#### Records for this task ####
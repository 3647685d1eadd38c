use std::collections::HashSet;
use std::path::Path;

use serde::{Deserialize, Serialize};

use crate::ConfigError;

/// Report key used for cross-category items; no category may share it.
pub const CONFLICTS_KEY: &str = "conflicts";

/// A named catalog segment and the listing page it is harvested from.
#[derive(Debug, Clone, PartialEq, Eq, Serialize, Deserialize)]
pub struct CategoryTarget {
    pub name: String,
    pub url: String,
}

impl CategoryTarget {
    #[must_use]
    pub fn new(name: impl Into<String>, url: impl Into<String>) -> Self {
        Self {
            name: name.into(),
            url: url.into(),
        }
    }
}

/// CSS selectors used to decode product cards out of a page snapshot.
///
/// Every field is optional in the categories file; omitted keys fall back to
/// the listing layout the harvester was built against.
#[derive(Debug, Clone, PartialEq, Eq, Serialize, Deserialize)]
#[serde(default)]
pub struct CardSelectors {
    pub card: String,
    pub image: String,
    pub link: String,
    pub title: String,
    pub rating: String,
    /// Matches every candidate label; the one mentioning "sold" wins.
    pub sold: String,
    pub price: String,
    pub discount: String,
    /// Struck-through pre-discount price.
    pub original_price: String,
}

impl Default for CardSelectors {
    fn default() -> Self {
        Self {
            card: "div.w-full.cursor-pointer".to_string(),
            image: "div.relative img".to_string(),
            link: "a[href]".to_string(),
            title: "h3".to_string(),
            rating: "span.P3-Semibold".to_string(),
            sold: "span.P3-Regular".to_string(),
            price: "span.H2-Semibold.text-color-UIText1".to_string(),
            discount: "span.H2-Regular.text-color-UITextPrimary".to_string(),
            original_price: "span.line-through".to_string(),
        }
    }
}

/// On-page texts that drive the expansion loop.
#[derive(Debug, Clone, PartialEq, Eq, Serialize, Deserialize)]
#[serde(default)]
pub struct PageMarkers {
    /// Text shown once a listing has nothing more to reveal.
    pub terminal_text: String,
}

impl Default for PageMarkers {
    fn default() -> Self {
        Self {
            terminal_text: "No more products".to_string(),
        }
    }
}

#[derive(Debug, Clone, Deserialize)]
pub struct CategoriesFile {
    pub categories: Vec<CategoryTarget>,
    #[serde(default)]
    pub selectors: CardSelectors,
    #[serde(default)]
    pub markers: PageMarkers,
}

impl CategoriesFile {
    /// Category names in file order, which is also the resolver's iteration order.
    #[must_use]
    pub fn names(&self) -> Vec<String> {
        self.categories.iter().map(|c| c.name.clone()).collect()
    }

    #[must_use]
    pub fn find(&self, name: &str) -> Option<&CategoryTarget> {
        self.categories.iter().find(|c| c.name == name)
    }
}

/// Load and validate the categories configuration from a YAML file.
///
/// # Errors
///
/// Returns `ConfigError` if the file cannot be read, parsed, or fails validation.
pub fn load_categories(path: &Path) -> Result<CategoriesFile, ConfigError> {
    let content = std::fs::read_to_string(path).map_err(|e| ConfigError::CategoriesFileIo {
        path: path.display().to_string(),
        source: e,
    })?;

    parse_categories(&content)
}

/// Parse and validate categories YAML already in memory.
///
/// # Errors
///
/// Returns `ConfigError` if the YAML is malformed or fails validation.
pub fn parse_categories(content: &str) -> Result<CategoriesFile, ConfigError> {
    let file: CategoriesFile =
        serde_yaml::from_str(content).map_err(ConfigError::CategoriesFileParse)?;

    validate_categories(&file)?;

    Ok(file)
}

fn validate_categories(file: &CategoriesFile) -> Result<(), ConfigError> {
    if file.categories.is_empty() {
        return Err(ConfigError::Validation(
            "at least one category is required".to_string(),
        ));
    }

    let mut seen = HashSet::new();

    for category in &file.categories {
        let name = category.name.as_str();
        if name.is_empty() {
            return Err(ConfigError::Validation(
                "category name must be non-empty".to_string(),
            ));
        }

        // Names become store file names.
        if !name
            .chars()
            .all(|c| c.is_ascii_lowercase() || c.is_ascii_digit() || c == '-' || c == '_')
        {
            return Err(ConfigError::Validation(format!(
                "category '{name}' may only contain lowercase letters, digits, '-' and '_'"
            )));
        }

        if name == CONFLICTS_KEY {
            return Err(ConfigError::Validation(format!(
                "category name '{CONFLICTS_KEY}' is reserved for the conflict report"
            )));
        }

        if !seen.insert(name) {
            return Err(ConfigError::Validation(format!(
                "duplicate category name: '{name}'"
            )));
        }

        let url = reqwest::Url::parse(&category.url).map_err(|e| {
            ConfigError::Validation(format!(
                "category '{name}' has invalid url \"{}\": {e}",
                category.url
            ))
        })?;
        if !matches!(url.scheme(), "http" | "https") {
            return Err(ConfigError::Validation(format!(
                "category '{name}' url must be http(s), got \"{}\"",
                category.url
            )));
        }
    }

    Ok(())
}
//! Concurrent per-category session runs.

use futures::stream::{self, StreamExt};
use harvest_core::{AppConfig, CategoriesFile, CategoryTarget};
use harvest_scraper::{
    CardDecoder, FileCredentialStore, FileDiagnosticsSink, JsonStore, Pacer, SessionConfig,
    SessionOrchestrator, SessionReport, StaticPageProvider,
};

/// Result of one category: a session report (which may itself record a
/// critical failure), or an error that kept the session from starting.
pub(super) enum CategoryOutcome {
    Finished(SessionReport),
    Err {
        category: String,
        error: anyhow::Error,
    },
}

impl CategoryOutcome {
    pub(super) fn category(&self) -> &str {
        match self {
            CategoryOutcome::Finished(report) => &report.category,
            CategoryOutcome::Err { category, .. } => category,
        }
    }

    pub(super) fn succeeded(&self) -> bool {
        matches!(self, CategoryOutcome::Finished(report) if report.succeeded())
    }
}

/// Runs a session for every target, at most
/// `config.max_concurrent_categories` at a time. Outcomes come back in
/// target order.
pub(super) async fn run_sessions(
    config: &AppConfig,
    categories: &CategoriesFile,
    targets: &[CategoryTarget],
    session_config: &SessionConfig,
) -> anyhow::Result<Vec<CategoryOutcome>> {
    let decoder = CardDecoder::new(&categories.selectors)?;
    let store = JsonStore::new(config.data_dir.clone());
    let credentials = FileCredentialStore::new(config.cookies_path.clone());
    let diagnostics = FileDiagnosticsSink::new(config.diagnostics_dir.clone());
    let orchestrator =
        SessionOrchestrator::new(session_config, &decoder, &store, &credentials, &diagnostics);

    let max_concurrent = config.max_concurrent_categories.max(1);
    let terminal_text = categories.markers.terminal_text.as_str();

    let mut results: Vec<(usize, CategoryOutcome)> = stream::iter(targets.iter().enumerate())
        .map(|(idx, target)| {
            let orchestrator = &orchestrator;
            async move {
                let outcome =
                    run_category(orchestrator, config, session_config, terminal_text, target)
                        .await;
                (idx, outcome)
            }
        })
        .buffer_unordered(max_concurrent)
        .collect()
        .await;

    results.sort_by_key(|(idx, _)| *idx);
    Ok(results.into_iter().map(|(_, outcome)| outcome).collect())
}

async fn run_category(
    orchestrator: &SessionOrchestrator<'_>,
    config: &AppConfig,
    session_config: &SessionConfig,
    terminal_text: &str,
    target: &CategoryTarget,
) -> CategoryOutcome {
    let provider =
        StaticPageProvider::new(config.request_timeout_secs, &config.user_agent, terminal_text);
    let mut provider = match provider {
        Ok(p) => p.with_retries(config.max_retries, config.backoff_base_secs),
        Err(e) => {
            return CategoryOutcome::Err {
                category: target.name.clone(),
                error: anyhow::Error::new(e).context("failed to build page provider"),
            }
        }
    };

    let mut pacer = Pacer::new(session_config.pacing.clone());
    CategoryOutcome::Finished(orchestrator.run(&mut provider, target, &mut pacer).await)
}

/// Logs failed categories and errors out only when none succeeded.
///
/// # Errors
///
/// Returns an error if every outcome is a failure.
pub(super) fn ensure_any_succeeded(outcomes: &[CategoryOutcome]) -> anyhow::Result<()> {
    let mut failed = 0usize;
    for outcome in outcomes {
        if let CategoryOutcome::Err { category, error } = outcome {
            tracing::error!(category = %category, error = %error, "category could not be collected");
        }
        if !outcome.succeeded() {
            failed += 1;
        }
    }

    if failed > 0 {
        tracing::warn!(
            failed_categories = failed,
            total_categories = outcomes.len(),
            "some categories failed during collection"
        );
    }

    if !outcomes.is_empty() && failed == outcomes.len() {
        let failed_names: Vec<&str> = outcomes.iter().map(CategoryOutcome::category).collect();
        anyhow::bail!(
            "all {failed} categories failed collection: {}",
            failed_names.join(", ")
        );
    }

    Ok(())
}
####
## Task description
Go through the data above and copy each line that holds the word "find".

## Exercise response
    pub fn find(&self, name: &str) -> Option<&CategoryTarget> {
        self.categories.iter().find(|c| c.name == name)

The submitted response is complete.